WHAT THE TASK ASKS: Give back every record below precisely as written.

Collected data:
_ _ _ _ _

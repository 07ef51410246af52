// ── API-to-domain type conversions ──
//
// Bridges raw `espdeck_api` wire types into canonical `espdeck_core::model`
// domain types. Field renames and range normalization happen here so
// consumers never see wire quirks.

use espdeck_api::models as wire;

use crate::model::{BridgeStatus, Device, DeviceCategory, LogEntry};

/// Clamp a raw percentage into `[0, 100]`.
fn percent(raw: i64) -> u8 {
    u8::try_from(raw.clamp(0, 100)).unwrap_or(100)
}

impl From<wire::Device> for Device {
    fn from(d: wire::Device) -> Self {
        Self {
            id: d.id,
            name: d.name,
            category: DeviceCategory::from(d.device_type),
            status: d.status,
            icon: d.icon,
            value: d.value,
        }
    }
}

impl From<wire::BridgeStatus> for BridgeStatus {
    fn from(s: wire::BridgeStatus) -> Self {
        Self {
            connected: s.connected,
            uptime: s.uptime,
            signal_percent: percent(s.signal),
            memory_percent: percent(s.memory),
            ip_address: s.ip_address,
            mac_address: s.mac_address,
            firmware_version: s.firmware_version,
            network_name: s.wifi_ssid,
            broker_address: s.mqtt_server,
        }
    }
}

impl From<wire::LogEntry> for LogEntry {
    fn from(l: wire::LogEntry) -> Self {
        Self {
            timestamp: l.timestamp,
            level: l.level,
            action: l.action,
            device_id: l.device_id.filter(|id| !id.is_empty()),
            device_name: l.device_name.filter(|name| !name.is_empty()),
            message: l.message,
            request_id: l.request_id,
        }
    }
}

#[cfg(test)]
mod tests {
    use pretty_assertions::assert_eq;

    use super::*;

    #[test]
    fn status_renames_and_clamps() {
        let status = BridgeStatus::from(wire::BridgeStatus {
            connected: true,
            uptime: "1:00:00".into(),
            signal: 140,
            memory: -3,
            ip_address: "10.0.0.2".into(),
            mac_address: "AA:BB:CC:DD:EE:FF".into(),
            firmware_version: "v1".into(),
            wifi_ssid: "Home".into(),
            mqtt_server: "mqtt.local:1883".into(),
        });
        assert_eq!(status.signal_percent, 100);
        assert_eq!(status.memory_percent, 0);
        assert_eq!(status.network_name, "Home");
        assert_eq!(status.broker_address, "mqtt.local:1883");
    }

    #[test]
    fn device_category_mapping() {
        let device = Device::from(wire::Device {
            id: "2".into(),
            name: "Thermostat".into(),
            device_type: "climate".into(),
            status: true,
            icon: "Thermometer".into(),
            value: Some(22.0),
        });
        assert_eq!(device.category, DeviceCategory::Climate);
        assert_eq!(device.value, Some(22.0));
    }

    #[test]
    fn empty_device_reference_is_dropped() {
        let entry = LogEntry::from(wire::LogEntry {
            timestamp: "t".into(),
            level: wire::LogLevel::Warning,
            action: "restart".into(),
            device_id: Some(String::new()),
            device_name: None,
            message: "m".into(),
            request_id: "r".into(),
        });
        assert_eq!(entry.device_id, None);
    }
}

_ _ _ _ _

ANSWER SPACE:
repository 07ef51410246af52
// ── API-to-domain type conversions ──
//
// Bridges raw `espdeck_api` wire types into canonical `espdeck_core::model`
// domain types. Field renames and range normalization happen here so
// consumers never see wire quirks.

use espdeck_api::models as wire;

use crate::model::{BridgeStatus, Device, DeviceCategory, LogEntry};

/// Clamp a raw percentage into `[0, 100]`.
fn percent(raw: i64) -> u8 {
    u8::try_from(raw.clamp(0, 100)).unwrap_or(100)
}

impl From<wire::Device> for Device {
    fn from(d: wire::Device) -> Self {
        Self {
            id: d.id,
            name: d.name,
            category: DeviceCategory::from(d.device_type),
            status: d.status,
            icon: d.icon,
            value: d.value,
        }
    }
}

impl From<wire::BridgeStatus> for BridgeStatus {
    fn from(s: wire::BridgeStatus) -> Self {
        Self {
            connected: s.connected,
            uptime: s.uptime,
            signal_percent: percent(s.signal),
            memory_percent: percent(s.memory),
            ip_address: s.ip_address,
            mac_address: s.mac_address,
            firmware_version: s.firmware_version,
            network_name: s.wifi_ssid,
            broker_address: s.mqtt_server,
        }
    }
}

impl From<wire::LogEntry> for LogEntry {
    fn from(l: wire::LogEntry) -> Self {
        Self {
            timestamp: l.timestamp,
            level: l.level,
            action: l.action,
            device_id: l.device_id.filter(|id| !id.is_empty()),
            device_name: l.device_name.filter(|name| !name.is_empty()),
            message: l.message,
            request_id: l.request_id,
        }
    }
}

#[cfg(test)]
mod tests {
    use pretty_assertions::assert_eq;

    use super::*;

    #[test]
    fn status_renames_and_clamps() {
        let status = BridgeStatus::from(wire::BridgeStatus {
            connected: true,
            uptime: "1:00:00".into(),
            signal: 140,
            memory: -3,
            ip_address: "10.0.0.2".into(),
            mac_address: "AA:BB:CC:DD:EE:FF".into(),
            firmware_version: "v1".into(),
            wifi_ssid: "Home".into(),
            mqtt_server: "mqtt.local:1883".into(),
        });
        assert_eq!(status.signal_percent, 100);
        assert_eq!(status.memory_percent, 0);
        assert_eq!(status.network_name, "Home");
        assert_eq!(status.broker_address, "mqtt.local:1883");
    }

    #[test]
    fn device_category_mapping() {
        let device = Device::from(wire::Device {
            id: "2".into(),
            name: "Thermostat".into(),
            device_type: "climate".into(),
            status: true,
            icon: "Thermometer".into(),
            value: Some(22.0),
        });
        assert_eq!(device.category, DeviceCategory::Climate);
        assert_eq!(device.value, Some(22.0));
    }

    #[test]
    fn empty_device_reference_is_dropped() {
        let entry = LogEntry::from(wire::LogEntry {
            timestamp: "t".into(),
            level: wire::LogLevel::Warning,
            action: "restart".into(),
            device_id: Some(String::new()),
            device_name: None,
            message: "m".into(),
            request_id: "r".into(),
        });
        assert_eq!(entry.device_id, None);
    }
}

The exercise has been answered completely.